------ DATA EXTRACT

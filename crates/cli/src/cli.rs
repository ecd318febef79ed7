//! CLI argument definitions using clap.

use std::str::FromStr;

use alloy_primitives::Address;
use clap::{Args, Parser, Subcommand, ValueEnum};

/// Exa CLI - Fixed-rate credit installments, repayments and proposals
#[derive(Parser, Debug)]
#[command(name = "exa")]
#[command(about = "CLI tool for fixed-rate credit installments, repayments and proposals", long_about = None)]
pub struct Cli {
    /// Output format
    #[arg(long, global = true, default_value = "table")]
    pub format: OutputFormat,

    #[command(subcommand)]
    pub command: Commands,
}

#[derive(Subcommand, Debug)]
pub enum Commands {
    /// Show installment options for borrowing an amount now
    Installments(InstallmentsArgs),
    /// Plan, simulate and optionally execute a fixed-rate repayment
    Repay(RepayArgs),
    /// List pending proposals of an account
    Proposals(ProposalsArgs),
}

/// Where to read the chain and which deployment to use.
#[derive(Args, Debug, Clone)]
pub struct DeploymentArgs {
    /// RPC URL (can also use EXA_RPC_URL env var)
    #[arg(long, env = "EXA_RPC_URL")]
    pub rpc_url: String,

    /// Market holding the fixed-rate debt
    #[arg(long, env = "EXA_DEBT_MARKET")]
    pub debt_market: AddressArg,

    /// Underlying asset of the debt market
    #[arg(long, env = "EXA_DEBT_ASSET")]
    pub debt_asset: AddressArg,

    /// Latest account plugin
    #[arg(long, env = "EXA_PLUGIN")]
    pub plugin: Option<AddressArg>,

    /// Proposal manager
    #[arg(long, env = "EXA_PROPOSAL_MANAGER")]
    pub proposal_manager: Option<AddressArg>,

    /// Account previewer
    #[arg(long, env = "EXA_PREVIEWER")]
    pub previewer: Option<AddressArg>,

    /// Market previewer
    #[arg(long, env = "EXA_MARKET_PREVIEWER")]
    pub market_previewer: Option<AddressArg>,

    /// Auditor used for prices
    #[arg(long, env = "EXA_AUDITOR")]
    pub auditor: Option<AddressArg>,

    /// Flash-loan reservoir capping repayments
    #[arg(long, env = "EXA_RESERVOIR")]
    pub reservoir: Option<AddressArg>,

    /// Seconds a ready proposal stays executable
    #[arg(long, env = "EXA_PROPOSAL_EXPIRY", default_value = "86400")]
    pub proposal_expiry: u64,
}

#[derive(Parser, Debug)]
pub struct InstallmentsArgs {
    /// Amount to borrow in human-readable units (e.g., "1000.5")
    pub amount: String,

    /// Only show this number of installments
    #[arg(long, short = 'c')]
    pub count: Option<usize>,

    #[command(flatten)]
    pub deployment: DeploymentArgs,
}

#[derive(Parser, Debug)]
pub struct RepayArgs {
    /// Maturity (unix seconds) of the position to repay
    pub maturity: u64,

    /// Position assets to repay in human-readable units, or "max"
    pub amount: String,

    /// Account holding the position (can also use EXA_ACCOUNT env var)
    #[arg(long, env = "EXA_ACCOUNT")]
    pub account: AddressArg,

    /// Fund the repayment from the account's deposit in this market
    #[arg(long, conflicts_with = "from_token")]
    pub from_market: Option<AddressArg>,

    /// Fund the repayment from a token held by the account
    #[arg(long, requires_all = ["token_decimals", "token_price"])]
    pub from_token: Option<AddressArg>,

    /// Decimals of --from-token
    #[arg(long)]
    pub token_decimals: Option<u8>,

    /// USD price of --from-token in human-readable units
    #[arg(long)]
    pub token_price: Option<String>,

    /// Submit the transaction after a successful simulation
    #[arg(long)]
    pub execute: bool,

    /// Seconds to wait for each router quote
    #[arg(long, default_value = "30")]
    pub quote_timeout: u64,

    /// Private key of the account owner (can also use EXA_PRIVATE_KEY env var)
    #[arg(long, env = "EXA_PRIVATE_KEY", hide_env_values = true)]
    pub private_key: String,

    /// Swap router API URL (can also use EXA_ROUTER_URL env var)
    #[arg(long, env = "EXA_ROUTER_URL")]
    pub router_url: Option<String>,

    /// Swap router API key (can also use EXA_ROUTER_API_KEY env var)
    #[arg(long, env = "EXA_ROUTER_API_KEY", hide_env_values = true)]
    pub router_api_key: Option<String>,

    #[command(flatten)]
    pub deployment: DeploymentArgs,
}

#[derive(Parser, Debug)]
pub struct ProposalsArgs {
    /// Account to list proposals for
    pub account: AddressArg,

    #[command(flatten)]
    pub deployment: DeploymentArgs,
}

#[derive(ValueEnum, Clone, Copy, Debug, Default)]
pub enum OutputFormat {
    #[default]
    Table,
    Json,
}

/// Address parsed from hex, with or without checksum.
#[derive(Clone, Copy, Debug)]
pub struct AddressArg(pub Address);

impl FromStr for AddressArg {
    type Err = String;

    fn from_str(s: &str) -> Result<Self, Self::Err> {
        s.parse::<Address>()
            .map(AddressArg)
            .map_err(|_| format!("Invalid address: {}", s))
    }
}

impl std::fmt::Display for AddressArg {
    fn fmt(&self, f: &mut std::fmt::Formatter<'_>) -> std::fmt::Result {
        write!(f, "{}", self.0)
    }
}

------------

» YOUR INSTRUCTIONS:
An exact, complete copy of the data is the only acceptable answer.

» SOLUTION FOR THIS EXERCISE:
filename crates/cli/src/cli.rs
repository ecd318febef79ed7
//! CLI argument definitions using clap.

use std::str::FromStr;

use alloy_primitives::Address;
use clap::{Args, Parser, Subcommand, ValueEnum};

/// Exa CLI - Fixed-rate credit installments, repayments and proposals
#[derive(Parser, Debug)]
#[command(name = "exa")]
#[command(about = "CLI tool for fixed-rate credit installments, repayments and proposals", long_about = None)]
pub struct Cli {
    /// Output format
    #[arg(long, global = true, default_value = "table")]
    pub format: OutputFormat,

    #[command(subcommand)]
    pub command: Commands,
}

#[derive(Subcommand, Debug)]
pub enum Commands {
    /// Show installment options for borrowing an amount now
    Installments(InstallmentsArgs),
    /// Plan, simulate and optionally execute a fixed-rate repayment
    Repay(RepayArgs),
    /// List pending proposals of an account
    Proposals(ProposalsArgs),
}

/// Where to read the chain and which deployment to use.
#[derive(Args, Debug, Clone)]
pub struct DeploymentArgs {
    /// RPC URL (can also use EXA_RPC_URL env var)
    #[arg(long, env = "EXA_RPC_URL")]
    pub rpc_url: String,

    /// Market holding the fixed-rate debt
    #[arg(long, env = "EXA_DEBT_MARKET")]
    pub debt_market: AddressArg,

    /// Underlying asset of the debt market
    #[arg(long, env = "EXA_DEBT_ASSET")]
    pub debt_asset: AddressArg,

    /// Latest account plugin
    #[arg(long, env = "EXA_PLUGIN")]
    pub plugin: Option<AddressArg>,

    /// Proposal manager
    #[arg(long, env = "EXA_PROPOSAL_MANAGER")]
    pub proposal_manager: Option<AddressArg>,

    /// Account previewer
    #[arg(long, env = "EXA_PREVIEWER")]
    pub previewer: Option<AddressArg>,

    /// Market previewer
    #[arg(long, env = "EXA_MARKET_PREVIEWER")]
    pub market_previewer: Option<AddressArg>,

    /// Auditor used for prices
    #[arg(long, env = "EXA_AUDITOR")]
    pub auditor: Option<AddressArg>,

    /// Flash-loan reservoir capping repayments
    #[arg(long, env = "EXA_RESERVOIR")]
    pub reservoir: Option<AddressArg>,

    /// Seconds a ready proposal stays executable
    #[arg(long, env = "EXA_PROPOSAL_EXPIRY", default_value = "86400")]
    pub proposal_expiry: u64,
}

#[derive(Parser, Debug)]
pub struct InstallmentsArgs {
    /// Amount to borrow in human-readable units (e.g., "1000.5")
    pub amount: String,

    /// Only show this number of installments
    #[arg(long, short = 'c')]
    pub count: Option<usize>,

    #[command(flatten)]
    pub deployment: DeploymentArgs,
}

#[derive(Parser, Debug)]
pub struct RepayArgs {
    /// Maturity (unix seconds) of the position to repay
    pub maturity: u64,

    /// Position assets to repay in human-readable units, or "max"
    pub amount: String,

    /// Account holding the position (can also use EXA_ACCOUNT env var)
    #[arg(long, env = "EXA_ACCOUNT")]
    pub account: AddressArg,

    /// Fund the repayment from the account's deposit in this market
    #[arg(long, conflicts_with = "from_token")]
    pub from_market: Option<AddressArg>,

    /// Fund the repayment from a token held by the account
    #[arg(long, requires_all = ["token_decimals", "token_price"])]
    pub from_token: Option<AddressArg>,

    /// Decimals of --from-token
    #[arg(long)]
    pub token_decimals: Option<u8>,

    /// USD price of --from-token in human-readable units
    #[arg(long)]
    pub token_price: Option<String>,

    /// Submit the transaction after a successful simulation
    #[arg(long)]
    pub execute: bool,

    /// Seconds to wait for each router quote
    #[arg(long, default_value = "30")]
    pub quote_timeout: u64,

    /// Private key of the account owner (can also use EXA_PRIVATE_KEY env var)
    #[arg(long, env = "EXA_PRIVATE_KEY", hide_env_values = true)]
    pub private_key: String,

    /// Swap router API URL (can also use EXA_ROUTER_URL env var)
    #[arg(long, env = "EXA_ROUTER_URL")]
    pub router_url: Option<String>,

    /// Swap router API key (can also use EXA_ROUTER_API_KEY env var)
    #[arg(long, env = "EXA_ROUTER_API_KEY", hide_env_values = true)]
    pub router_api_key: Option<String>,

    #[command(flatten)]
    pub deployment: DeploymentArgs,
}

#[derive(Parser, Debug)]
pub struct ProposalsArgs {
    /// Account to list proposals for
    pub account: AddressArg,

    #[command(flatten)]
    pub deployment: DeploymentArgs,
}

#[derive(ValueEnum, Clone, Copy, Debug, Default)]
pub enum OutputFormat {
    #[default]
    Table,
    Json,
}

/// Address parsed from hex, with or without checksum.
#[derive(Clone, Copy, Debug)]
pub struct AddressArg(pub Address);

impl FromStr for AddressArg {
    type Err = String;

    fn from_str(s: &str) -> Result<Self, Self::Err> {
        s.parse::<Address>()
            .map(AddressArg)
            .map_err(|_| format!("Invalid address: {}", s))
    }
}

impl std::fmt::Display for AddressArg {
    fn fmt(&self, f: &mut std::fmt::Formatter<'_>) -> std::fmt::Result {
        write!(f, "{}", self.0)
    }
}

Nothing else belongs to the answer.